Dr Henry Cloud, in his book- Integrity, tells of a CEO who was appointed to a newly merged company and brought in the Division managers to discuss the restructuring of the new company. Several of these managers shared how they had recruited team leaders from across the country and were concerned for their futures with the company. The CEO assured them that with the new direction of the company sales of the new product range should generate a better bottom-line enabling the company to actually grow. After the meeting the CEO said to Dr Cloud that he was pleased with how well the meeting went. But Dr Cloud diagreed. The CEO disagreed with Dr Cloud but asked him why he thought that? Dr Cloud told him that he although he had answered the managers correctly he had also dismissed their concerns. The CEO assured that Dr Cloud he did not dismiss them. Dr Cloud said, "Now you're even doing it to me!" In his book, Dr Cloud uses this story to illutrate the difference between just being right and being right and empathising. He goes on to write that the CEO continued this practice with his staff and was dismissed by the Board of Directors within 6 months. Being a leader who cannot empathise is a short-term gig.
The most powerful leaders are the most empathetic leaders. Empathetic leaders don't have to be right, best, or even strong. Their ability to connect emotionally with others is what makes them a greater leader. They not only show emotion, they share emotions. To be a Christian is to be an emotional leader. We feel. We feel for each other. We feel a heavy burden for a lost. We feel the heartbeat of God. We come to church because we feel like it. We worship God because we feel like it. We postpone time with our church-friends to welcome visitors because we feel glad that they have gone to the effort to visit our church. We reach out to the unchurched because we feel that heavy burden for their potentially Christ-less eternal destiny.
Of course, feelings can be created, developed or changed. One of the aspects of feelings not generally understood is how his happens. People sometimes tell their bewildered spouse- "My feelings for you have changed ... I now love someone else ... i have to go with my feelings ... I can't control how I feel ... " But creating, developing or changing your feelings is affected by what you do and what you think. In the marriage exercise, The Love Dare (featured in the movie Fireproof) a spouse who feels their love for their spouse has gone must complete a 40 day program of kindness toward their spouse. As they show kindness they find their feelings change. What you do affects what you think which affects how you feel. In another way, what you think affects what you do which then affects how you feel. Either way, feelings follow actions.

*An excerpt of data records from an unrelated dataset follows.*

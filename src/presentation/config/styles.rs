use std::{collections::HashMap, str::FromStr};

use derive_deref::{Deref, DerefMut};
use ratatui::style::{Color, Modifier, Style};
use serde::{de::Deserializer, Deserialize};

/// Named styles, keyed `"<theme>.<slot>"` (e.g. `library.accent`)
#[derive(Clone, Debug, Default, Deref, DerefMut)]
pub struct Styles(pub HashMap<String, Style>);

impl<'de> Deserialize<'de> for Styles {
    fn deserialize<D>(deserializer: D) -> Result<Self, D::Error>
    where
        D: Deserializer<'de>,
    {
        let parsed_map = HashMap::<String, String>::deserialize(deserializer)?;

        let styles = parsed_map
            .into_iter()
            .map(|(key, spec)| {
                parse_style(&spec)
                    .map(|style| (key, style))
                    .map_err(serde::de::Error::custom)
            })
            .collect::<Result<HashMap<_, _>, _>>()?;

        Ok(Styles(styles))
    }
}

impl Styles {
    /// Style for `slot` under `theme`, or the default style
    pub fn slot(&self, theme: &str, slot: &str) -> Style {
        self.get(&format!("{theme}.{slot}"))
            .copied()
            .unwrap_or_default()
    }
}

fn parse_modifier(token: &str) -> Option<Modifier> {
    match token {
        "bold" => Some(Modifier::BOLD),
        "dim" => Some(Modifier::DIM),
        "italic" => Some(Modifier::ITALIC),
        "underline" | "underlined" => Some(Modifier::UNDERLINED),
        "blink" | "slow_blink" => Some(Modifier::SLOW_BLINK),
        "reversed" | "inverse" => Some(Modifier::REVERSED),
        "hidden" => Some(Modifier::HIDDEN),
        "crossed_out" | "strikethrough" => Some(Modifier::CROSSED_OUT),
        _ => None,
    }
}

/// Parses `"<fg> [on <bg>] [modifiers...]"`, e.g. `"yellow on black bold"`.
/// Colors use ratatui names, `#rrggbb` or an indexed number.
pub fn parse_style(line: &str) -> Result<Style, String> {
    let mut style = Style::default();
    let mut expect_bg = false;

    for token in line.split_whitespace() {
        let lower = token.to_ascii_lowercase();
        if lower == "on" {
            expect_bg = true;
            continue;
        }
        if let Some(modifier) = parse_modifier(&lower) {
            style = style.add_modifier(modifier);
            continue;
        }
        let color =
            Color::from_str(&lower).map_err(|_| format!("Unknown color or modifier `{token}`"))?;
        style = if expect_bg {
            expect_bg = false;
            style.bg(color)
        } else {
            style.fg(color)
        };
    }

    if expect_bg {
        return Err(format!("Missing background color in `{line}`"));
    }
    Ok(style)
}

#[cfg(test)]
mod tests {
    use pretty_assertions::assert_eq;

    use super::*;

    #[test]
    fn test_parse_style_default() {
        assert_eq!(parse_style(""), Ok(Style::default()));
    }

    #[test]
    fn test_parse_style_foreground() {
        assert_eq!(parse_style("red"), Ok(Style::default().fg(Color::Red)));
    }

    #[test]
    fn test_parse_style_background() {
        assert_eq!(
            parse_style("on blue"),
            Ok(Style::default().bg(Color::Blue))
        );
    }

    #[test]
    fn test_parse_style_full() {
        assert_eq!(
            parse_style("yellow on black bold italic"),
            Ok(Style::default()
                .fg(Color::Yellow)
                .bg(Color::Black)
                .add_modifier(Modifier::BOLD | Modifier::ITALIC))
        );
    }

    #[test]
    fn test_parse_style_hex() {
        assert_eq!(
            parse_style("#ffaa00"),
            Ok(Style::default().fg(Color::Rgb(0xff, 0xaa, 0x00)))
        );
    }

    #[test]
    fn test_parse_style_errors() {
        assert!(parse_style("sparkly").is_err());
        assert!(parse_style("red on").is_err());
    }

    #[test]
    fn test_slot_lookup() -> Result<(), serde_json::Error> {
        let styles: Styles = serde_json::from_str(r##"{ "cafe.accent": "#c08552 bold" }"##)?;
        assert_eq!(
            styles.slot("cafe", "accent"),
            Style::default()
                .fg(Color::Rgb(0xc0, 0x85, 0x52))
                .add_modifier(Modifier::BOLD)
        );
        assert_eq!(styles.slot("library", "accent"), Style::default());
        Ok(())
    }
}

Feelings can be redeemed. Past hurts can be soothed and even healed. New joys can be found. Let God redeem your emotions. Do you feel it?
Father, help us to be more emotional in our devotion to you and our care for others. May we feel Your heartbeat. May we cry Your tears. May we laugh in Your joy. Heal our hurts mend our hearts. Help us to convey Your love and joy to others. Cause us to grow emotionally. Amen.
Eph. 3:21 to him be glory in the church and in Christ Jesus throughout all generations, forever and ever. Amen.